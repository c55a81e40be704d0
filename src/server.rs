use axum::{
    extract::{Path, State},
    http::StatusCode,
    middleware,
    response::{IntoResponse, Response},
    routing::{get, post},
    Json, Router,
};
use serde::Serialize;
use std::sync::Arc;
use tower_http::cors::{Any, CorsLayer};

use crate::auth::ApiKeys;
use crate::error::{JobError, Result};
use crate::jobs::processor::{
    self, CreateJobRequest, CreateJobResponse, JobDeps, ProcessTaskRequest,
};
use crate::rate_limit::RateLimiterMode;

/// Shared application state handed to every route.
#[derive(Clone)]
pub struct AppState {
    pub deps: Arc<JobDeps>,
    pub api_keys: ApiKeys,
    pub rate_limiter: Option<RateLimiterMode>,
}

#[derive(Debug, Serialize)]
pub struct HealthResponse {
    pub status: String,
}

async fn create_job_handler(
    State(state): State<AppState>,
    Json(req): Json<CreateJobRequest>,
) -> Result<Response> {
    let job = processor::create_job(&state.deps, req).await?;
    Ok((
        StatusCode::ACCEPTED,
        Json(CreateJobResponse { job_id: job.id }),
    )
        .into_response())
}

async fn get_job_handler(
    State(state): State<AppState>,
    Path(job_id): Path<String>,
) -> Result<Response> {
    if job_id.is_empty() {
        return Err(JobError::InvalidRequest("jobId required".into()));
    }
    let job = processor::get_job(&state.deps, &job_id).await?;
    Ok(Json(job).into_response())
}

async fn process_job_handler(
    State(state): State<AppState>,
    Json(req): Json<ProcessTaskRequest>,
) -> Result<Response> {
    processor::handle_process_delivery(&state.deps, &req.job_id).await?;
    Ok(StatusCode::OK.into_response())
}

async fn health_check() -> Json<HealthResponse> {
    Json(HealthResponse {
        status: "ok".to_string(),
    })
}

/// Create and configure the HTTP router: job lifecycle endpoints behind
/// the shared API key, CORS open for all origins (adjust for a production
/// deployment with a known client set).
pub fn create_router(state: AppState) -> Router<()> {
    let cors = CorsLayer::new()
        .allow_origin(Any)
        .allow_methods(Any)
        .allow_headers(Any);

    let api_keys_for_middleware = state.api_keys.clone();
    let rate_limiter = state.rate_limiter.clone();

    let mut router = Router::new()
        .route("/jobs", post(create_job_handler))
        .route("/jobs/:job_id", get(get_job_handler))
        .route("/jobs/process", post(process_job_handler))
        .route("/health", get(health_check));

    if let Some(limiter) = rate_limiter {
        router = router.layer(middleware::from_fn_with_state(
            limiter,
            crate::rate_limit::rate_limit_middleware,
        ));
    }

    router
        .layer(middleware::from_fn_with_state(
            api_keys_for_middleware,
            crate::auth::auth_middleware,
        ))
        .layer(middleware::from_fn(crate::logging::access_log_middleware))
        .layer(middleware::from_fn(
            crate::logging::middleware::request_id_middleware,
        ))
        .with_state(state)
        .layer(cors)
}

#[cfg(test)]
mod tests {
    use super::*;
    use crate::jobs::generator::SilentTtsGenerator;
    use crate::jobs::notifier::RecordingNotifier;
    use crate::jobs::queue::RecordingTaskQueue;
    use crate::jobs::storage::InMemoryAudioStorage;
    use crate::jobs::store::InMemoryJobStore;
    use axum::body::Body;
    use axum::http::Request;
    use tower::ServiceExt;

    fn test_state() -> AppState {
        AppState {
            deps: Arc::new(JobDeps {
                store: Arc::new(InMemoryJobStore::new()),
                queue: Arc::new(RecordingTaskQueue::new()),
                generator: Arc::new(SilentTtsGenerator::default()),
                storage: Arc::new(InMemoryAudioStorage::new("https://audio.test")),
                notifier: Arc::new(RecordingNotifier::new()),
                http_client: reqwest::Client::new(),
            }),
            api_keys: ApiKeys::empty(),
            rate_limiter: None,
        }
    }

    #[tokio::test]
    async fn health_check_returns_ok() {
        let app = create_router(test_state());
        let response = app
            .oneshot(
                Request::builder()
                    .uri("/health")
                    .body(Body::empty())
                    .unwrap(),
            )
            .await
            .unwrap();
        assert_eq!(response.status(), StatusCode::OK);
    }

    #[tokio::test]
    async fn create_job_returns_202_with_job_id() {
        let app = create_router(test_state());
        let response = app
            .oneshot(
                Request::builder()
                    .method("POST")
                    .uri("/jobs")
                    .header("content-type", "application/json")
                    .body(Body::from(r#"{"text":"hello world"}"#))
                    .unwrap(),
            )
            .await
            .unwrap();
        assert_eq!(response.status(), StatusCode::ACCEPTED);
    }

    #[tokio::test]
    async fn create_job_with_empty_text_returns_400() {
        let app = create_router(test_state());
        let response = app
            .oneshot(
                Request::builder()
                    .method("POST")
                    .uri("/jobs")
                    .header("content-type", "application/json")
                    .body(Body::from(r#"{"text":""}"#))
                    .unwrap(),
            )
            .await
            .unwrap();
        assert_eq!(response.status(), StatusCode::BAD_REQUEST);
    }

    #[tokio::test]
    async fn get_unknown_job_returns_404_with_plain_error_body() {
        let app = create_router(test_state());
        let response = app
            .oneshot(
                Request::builder()
                    .uri("/jobs/does-not-exist")
                    .body(Body::empty())
                    .unwrap(),
            )
            .await
            .unwrap();
        assert_eq!(response.status(), StatusCode::NOT_FOUND);

        let body = axum::body::to_bytes(response.into_body(), usize::MAX)
            .await
            .unwrap();
        let json: serde_json::Value = serde_json::from_slice(&body).unwrap();
        assert_eq!(json, serde_json::json!({"error": "job not found"}));
    }

    #[tokio::test]
    async fn process_unknown_job_still_returns_200() {
        let app = create_router(test_state());
        let response = app
            .oneshot(
                Request::builder()
                    .method("POST")
                    .uri("/jobs/process")
                    .header("content-type", "application/json")
                    .body(Body::from(r#"{"jobId":"does-not-exist"}"#))
                    .unwrap(),
            )
            .await
            .unwrap();
        assert_eq!(response.status(), StatusCode::OK);
    }

    #[tokio::test]
    async fn create_get_process_get_end_to_end() {
        let app = create_router(test_state());

        let create_response = app
            .clone()
            .oneshot(
                Request::builder()
                    .method("POST")
                    .uri("/jobs")
                    .header("content-type", "application/json")
                    .body(Body::from(r#"{"text":"hello there"}"#))
                    .unwrap(),
            )
            .await
            .unwrap();
        assert_eq!(create_response.status(), StatusCode::ACCEPTED);
        let body = axum::body::to_bytes(create_response.into_body(), usize::MAX)
            .await
            .unwrap();
        let created: CreateJobResponse = serde_json::from_slice(&body).unwrap();

        let process_response = app
            .clone()
            .oneshot(
                Request::builder()
                    .method("POST")
                    .uri("/jobs/process")
                    .header("content-type", "application/json")
                    .body(Body::from(format!(r#"{{"jobId":"{}"}}"#, created.job_id)))
                    .unwrap(),
            )
            .await
            .unwrap();
        assert_eq!(process_response.status(), StatusCode::OK);

        let get_response = app
            .oneshot(
                Request::builder()
                    .uri(format!("/jobs/{}", created.job_id))
                    .body(Body::empty())
                    .unwrap(),
            )
            .await
            .unwrap();
        assert_eq!(get_response.status(), StatusCode::OK);
        let body = axum::body::to_bytes(get_response.into_body(), usize::MAX)
            .await
            .unwrap();
        let json: serde_json::Value = serde_json::from_slice(&body).unwrap();
        assert_eq!(json["status"], "completed");
        assert!(json["audioUrl"].is_string());
    }
}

- About this task: When you retype the entries above, keep every line identical to the source.

- Solution to this exercise:
repository c55a81e40be704d0
filename src/server.rs
use axum::{
    extract::{Path, State},
    http::StatusCode,
    middleware,
    response::{IntoResponse, Response},
    routing::{get, post},
    Json, Router,
};
use serde::Serialize;
use std::sync::Arc;
use tower_http::cors::{Any, CorsLayer};

use crate::auth::ApiKeys;
use crate::error::{JobError, Result};
use crate::jobs::processor::{
    self, CreateJobRequest, CreateJobResponse, JobDeps, ProcessTaskRequest,
};
use crate::rate_limit::RateLimiterMode;

/// Shared application state handed to every route.
#[derive(Clone)]
pub struct AppState {
    pub deps: Arc<JobDeps>,
    pub api_keys: ApiKeys,
    pub rate_limiter: Option<RateLimiterMode>,
}

#[derive(Debug, Serialize)]
pub struct HealthResponse {
    pub status: String,
}

async fn create_job_handler(
    State(state): State<AppState>,
    Json(req): Json<CreateJobRequest>,
) -> Result<Response> {
    let job = processor::create_job(&state.deps, req).await?;
    Ok((
        StatusCode::ACCEPTED,
        Json(CreateJobResponse { job_id: job.id }),
    )
        .into_response())
}

async fn get_job_handler(
    State(state): State<AppState>,
    Path(job_id): Path<String>,
) -> Result<Response> {
    if job_id.is_empty() {
        return Err(JobError::InvalidRequest("jobId required".into()));
    }
    let job = processor::get_job(&state.deps, &job_id).await?;
    Ok(Json(job).into_response())
}

async fn process_job_handler(
    State(state): State<AppState>,
    Json(req): Json<ProcessTaskRequest>,
) -> Result<Response> {
    processor::handle_process_delivery(&state.deps, &req.job_id).await?;
    Ok(StatusCode::OK.into_response())
}

async fn health_check() -> Json<HealthResponse> {
    Json(HealthResponse {
        status: "ok".to_string(),
    })
}

/// Create and configure the HTTP router: job lifecycle endpoints behind
/// the shared API key, CORS open for all origins (adjust for a production
/// deployment with a known client set).
pub fn create_router(state: AppState) -> Router<()> {
    let cors = CorsLayer::new()
        .allow_origin(Any)
        .allow_methods(Any)
        .allow_headers(Any);

    let api_keys_for_middleware = state.api_keys.clone();
    let rate_limiter = state.rate_limiter.clone();

    let mut router = Router::new()
        .route("/jobs", post(create_job_handler))
        .route("/jobs/:job_id", get(get_job_handler))
        .route("/jobs/process", post(process_job_handler))
        .route("/health", get(health_check));

    if let Some(limiter) = rate_limiter {
        router = router.layer(middleware::from_fn_with_state(
            limiter,
            crate::rate_limit::rate_limit_middleware,
        ));
    }

    router
        .layer(middleware::from_fn_with_state(
            api_keys_for_middleware,
            crate::auth::auth_middleware,
        ))
        .layer(middleware::from_fn(crate::logging::access_log_middleware))
        .layer(middleware::from_fn(
            crate::logging::middleware::request_id_middleware,
        ))
        .with_state(state)
        .layer(cors)
}

#[cfg(test)]
mod tests {
    use super::*;
    use crate::jobs::generator::SilentTtsGenerator;
    use crate::jobs::notifier::RecordingNotifier;
    use crate::jobs::queue::RecordingTaskQueue;
    use crate::jobs::storage::InMemoryAudioStorage;
    use crate::jobs::store::InMemoryJobStore;
    use axum::body::Body;
    use axum::http::Request;
    use tower::ServiceExt;

    fn test_state() -> AppState {
        AppState {
            deps: Arc::new(JobDeps {
                store: Arc::new(InMemoryJobStore::new()),
                queue: Arc::new(RecordingTaskQueue::new()),
                generator: Arc::new(SilentTtsGenerator::default()),
                storage: Arc::new(InMemoryAudioStorage::new("https://audio.test")),
                notifier: Arc::new(RecordingNotifier::new()),
                http_client: reqwest::Client::new(),
            }),
            api_keys: ApiKeys::empty(),
            rate_limiter: None,
        }
    }

    #[tokio::test]
    async fn health_check_returns_ok() {
        let app = create_router(test_state());
        let response = app
            .oneshot(
                Request::builder()
                    .uri("/health")
                    .body(Body::empty())
                    .unwrap(),
            )
            .await
            .unwrap();
        assert_eq!(response.status(), StatusCode::OK);
    }

    #[tokio::test]
    async fn create_job_returns_202_with_job_id() {
        let app = create_router(test_state());
        let response = app
            .oneshot(
                Request::builder()
                    .method("POST")
                    .uri("/jobs")
                    .header("content-type", "application/json")
                    .body(Body::from(r#"{"text":"hello world"}"#))
                    .unwrap(),
            )
            .await
            .unwrap();
        assert_eq!(response.status(), StatusCode::ACCEPTED);
    }

    #[tokio::test]
    async fn create_job_with_empty_text_returns_400() {
        let app = create_router(test_state());
        let response = app
            .oneshot(
                Request::builder()
                    .method("POST")
                    .uri("/jobs")
                    .header("content-type", "application/json")
                    .body(Body::from(r#"{"text":""}"#))
                    .unwrap(),
            )
            .await
            .unwrap();
        assert_eq!(response.status(), StatusCode::BAD_REQUEST);
    }

    #[tokio::test]
    async fn get_unknown_job_returns_404_with_plain_error_body() {
        let app = create_router(test_state());
        let response = app
            .oneshot(
                Request::builder()
                    .uri("/jobs/does-not-exist")
                    .body(Body::empty())
                    .unwrap(),
            )
            .await
            .unwrap();
        assert_eq!(response.status(), StatusCode::NOT_FOUND);

        let body = axum::body::to_bytes(response.into_body(), usize::MAX)
            .await
            .unwrap();
        let json: serde_json::Value = serde_json::from_slice(&body).unwrap();
        assert_eq!(json, serde_json::json!({"error": "job not found"}));
    }

    #[tokio::test]
    async fn process_unknown_job_still_returns_200() {
        let app = create_router(test_state());
        let response = app
            .oneshot(
                Request::builder()
                    .method("POST")
                    .uri("/jobs/process")
                    .header("content-type", "application/json")
                    .body(Body::from(r#"{"jobId":"does-not-exist"}"#))
                    .unwrap(),
            )
            .await
            .unwrap();
        assert_eq!(response.status(), StatusCode::OK);
    }

    #[tokio::test]
    async fn create_get_process_get_end_to_end() {
        let app = create_router(test_state());

        let create_response = app
            .clone()
            .oneshot(
                Request::builder()
                    .method("POST")
                    .uri("/jobs")
                    .header("content-type", "application/json")
                    .body(Body::from(r#"{"text":"hello there"}"#))
                    .unwrap(),
            )
            .await
            .unwrap();
        assert_eq!(create_response.status(), StatusCode::ACCEPTED);
        let body = axum::body::to_bytes(create_response.into_body(), usize::MAX)
            .await
            .unwrap();
        let created: CreateJobResponse = serde_json::from_slice(&body).unwrap();

        let process_response = app
            .clone()
            .oneshot(
                Request::builder()
                    .method("POST")
                    .uri("/jobs/process")
                    .header("content-type", "application/json")
                    .body(Body::from(format!(r#"{{"jobId":"{}"}}"#, created.job_id)))
                    .unwrap(),
            )
            .await
            .unwrap();
        assert_eq!(process_response.status(), StatusCode::OK);

        let get_response = app
            .oneshot(
                Request::builder()
                    .uri(format!("/jobs/{}", created.job_id))
                    .body(Body::empty())
                    .unwrap(),
            )
            .await
            .unwrap();
        assert_eq!(get_response.status(), StatusCode::OK);
        let body = axum::body::to_bytes(get_response.into_body(), usize::MAX)
            .await
            .unwrap();
        let json: serde_json::Value = serde_json::from_slice(&body).unwrap();
        assert_eq!(json["status"], "completed");
        assert!(json["audioUrl"].is_string());
    }
}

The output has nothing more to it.